Living cell systems possess multiple isolated compartments that can spatially confine complex substances and shield them from each other to allow for feedback reactions. In this work, a bioinspired design of metal–organic frameworks (MOFs) with well-defined multishelled matrices was fabricated as a hierarchical host for multiple guest substances including fluorogenic molecules and catalytic nanoparticles (NPs) at the separated locations for the development of a dual-mode glycoprotein assay. The multispatial-compartmental zeolitic imidazolate framework-8 (ZIF-8) constituents were synthesized via epitaxial shell-by-shell overgrowth to guide the integration and spatial organization of host guests. The specific property toward glycoprotein recognition was guaranteed by both the antibody–antigen recognition and covalent bonding through boronate-glycan affinity, and the immediate signal responses were initiated by textural collapse of the ZIF-8 integrity.

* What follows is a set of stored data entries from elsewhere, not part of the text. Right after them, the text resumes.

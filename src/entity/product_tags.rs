use sea_orm::entity::prelude::*;

#[derive(Clone, Debug, PartialEq, Eq, DeriveEntityModel)]
#[sea_orm(table_name = "product_tags")]
pub struct Model {
    #[sea_orm(primary_key)]
    pub id: i32,
    pub name: String,
    pub color: String,
}

#[derive(Copy, Clone, Debug, EnumIter, DeriveRelation)]
pub enum Relation {
    #[sea_orm(has_many = "super::product_tag_links::Entity")]
    ProductTagLinks,
}

impl Related<super::product_tag_links::Entity> for Entity {
    fn to() -> RelationDef {
        Relation::ProductTagLinks.def()
    }
}

impl ActiveModelBehavior for ActiveModel {}
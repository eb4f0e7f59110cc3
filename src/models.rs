use chrono::{DateTime, NaiveDate, Utc};
use serde::{Deserialize, Serialize};
use utoipa::ToSchema;

use crate::entity::{
    product_reviews, product_tags, products, products::ProductType, reup_products, reup_updates,
    reups, user_product_dislikes, user_product_favorites,
};

#[derive(Debug, Clone, Serialize, Deserialize, ToSchema)]
#[serde(rename_all = "camelCase")]
pub struct ReUp {
    pub id: i32,
    pub user: String,
    pub date: NaiveDate,
    pub title: String,
    pub from: Option<String>,
    pub total: Option<f64>,
    pub thoughts: String,
}

/// A join row: this product was part of the ReUp, added at this time.
#[derive(Debug, Clone, Serialize, Deserialize, ToSchema)]
#[serde(rename_all = "camelCase")]
pub struct ReUpProduct {
    pub id: i32,
    pub re_up_id: i32,
    pub product_id: i32,
    pub added_at: DateTime<Utc>,
}

#[derive(Debug, Clone, Serialize, Deserialize, ToSchema)]
#[serde(rename_all = "camelCase")]
pub struct ReUpWithProducts {
    #[serde(flatten)]
    pub reup: ReUp,
    pub products: Vec<ReUpProduct>,
}

#[derive(Debug, Clone, Serialize, Deserialize, ToSchema)]
#[serde(rename_all = "camelCase")]
pub struct ReUpProductEntry {
    pub product: ProductWithTags,
    pub added_at: DateTime<Utc>,
}

#[derive(Debug, Clone, Serialize, Deserialize, ToSchema)]
#[serde(rename_all = "camelCase")]
pub struct ReUpUpdate {
    pub id: i32,
    pub re_up_id: i32,
    pub text: String,
    pub created_at: DateTime<Utc>,
    pub updated_at: DateTime<Utc>,
}

/// A ReUp with its products (and their tags) and update timeline.
#[derive(Debug, Clone, Serialize, Deserialize, ToSchema)]
#[serde(rename_all = "camelCase")]
pub struct ReUpDetail {
    #[serde(flatten)]
    pub reup: ReUp,
    pub products: Vec<ReUpProductEntry>,
    pub updates: Vec<ReUpUpdate>,
}

#[derive(Debug, Clone, Serialize, Deserialize, ToSchema)]
#[serde(rename_all = "camelCase")]
pub struct Product {
    pub id: i32,
    pub name: String,
    pub brand: String,
    pub description: Option<String>,
    #[serde(rename = "type")]
    pub product_type: ProductType,
    pub price: f64,
}

#[derive(Debug, Clone, Serialize, Deserialize, ToSchema)]
pub struct ProductTag {
    pub id: i32,
    pub name: String,
    pub color: String,
}

#[derive(Debug, Clone, Serialize, Deserialize, ToSchema)]
#[serde(rename_all = "camelCase")]
pub struct ProductWithTags {
    #[serde(flatten)]
    pub product: Product,
    pub tags: Vec<ProductTag>,
}

/// A per-user favorite or dislike on a product.
#[derive(Debug, Clone, Serialize, Deserialize, ToSchema)]
#[serde(rename_all = "camelCase")]
pub struct ProductMarker {
    pub id: i32,
    pub product_id: i32,
    pub user: String,
    pub added_at: DateTime<Utc>,
}

#[derive(Debug, Clone, Serialize, Deserialize, ToSchema)]
#[serde(rename_all = "camelCase")]
pub struct ProductMarkerWithProduct {
    #[serde(flatten)]
    pub marker: ProductMarker,
    pub product: Product,
}

#[derive(Debug, Clone, Serialize, Deserialize, ToSchema)]
#[serde(rename_all = "camelCase")]
pub struct ProductReview {
    pub id: i32,
    pub product_id: i32,
    pub user: String,
    pub rating: i16,
    pub review: String,
    pub created_at: DateTime<Utc>,
}

#[derive(Debug, Clone, Serialize, Deserialize, ToSchema)]
#[serde(rename_all = "camelCase")]
pub struct ProductReviewWithProduct {
    #[serde(flatten)]
    pub review: ProductReview,
    pub product: Product,
}

/// Number of rows removed by a bulk delete.
#[derive(Debug, Clone, Serialize, Deserialize, ToSchema)]
pub struct DeleteCount {
    pub count: u64,
}

pub fn reup_from_entity(model: reups::Model) -> ReUp {
    ReUp {
        id: model.id,
        user: model.user,
        date: model.date,
        title: model.title,
        from: model.source,
        total: model.total,
        thoughts: model.thoughts,
    }
}

pub fn reup_product_from_entity(model: reup_products::Model) -> ReUpProduct {
    ReUpProduct {
        id: model.id,
        re_up_id: model.reup_id,
        product_id: model.product_id,
        added_at: model.added_at.with_timezone(&Utc),
    }
}

pub fn reup_update_from_entity(model: reup_updates::Model) -> ReUpUpdate {
    ReUpUpdate {
        id: model.id,
        re_up_id: model.reup_id,
        text: model.text,
        created_at: model.created_at.with_timezone(&Utc),
        updated_at: model.updated_at.with_timezone(&Utc),
    }
}

pub fn product_from_entity(model: products::Model) -> Product {
    Product {
        id: model.id,
        name: model.name,
        brand: model.brand,
        description: model.description,
        product_type: model.product_type,
        price: model.price,
    }
}

pub fn tag_from_entity(model: product_tags::Model) -> ProductTag {
    ProductTag {
        id: model.id,
        name: model.name,
        color: model.color,
    }
}

pub fn favorite_from_entity(model: user_product_favorites::Model) -> ProductMarker {
    ProductMarker {
        id: model.id,
        product_id: model.product_id,
        user: model.user,
        added_at: model.added_at.with_timezone(&Utc),
    }
}

pub fn dislike_from_entity(model: user_product_dislikes::Model) -> ProductMarker {
    ProductMarker {
        id: model.id,
        product_id: model.product_id,
        user: model.user,
        added_at: model.added_at.with_timezone(&Utc),
    }
}

pub fn review_from_entity(model: product_reviews::Model) -> ProductReview {
    ProductReview {
        id: model.id,
        product_id: model.product_id,
        user: model.user,
        rating: model.rating,
        review: model.review,
        created_at: model.created_at.with_timezone(&Utc),
    }
}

In addition, the inner micropore and the enclosed space of ZIF-8 can avoid the surpassed contact between molecular substances and catalytic entities, inherently. Furthermore, multishelled ZIF-8 can function as a hierarchical matrix for hosting abundant fluorogenic substrates and a large number of catalytic Pt-shelled Au (AuPt) NPs, which can signify its signal amplification means, while upon the stimuli-responsive framework collapse, the signal generators can be harvested in the on-demand manner. Besides, endowing Pt shells on inert plasmonic NPs can not only mimic peroxidase-like catalytic behavior involved in a fluorogenic catalytic reaction to generate fluorescence signals but also function as scattering signal reporters, which can also signify the dynamic light scattering output signals. Collectively, our proposed method may provide a new thought in combining the well-defined multishelled MOF matrices for dual-signal generators in a stimuli-responsive manner, which can also reinforce the accurate detection capability for the glycoprotein assay.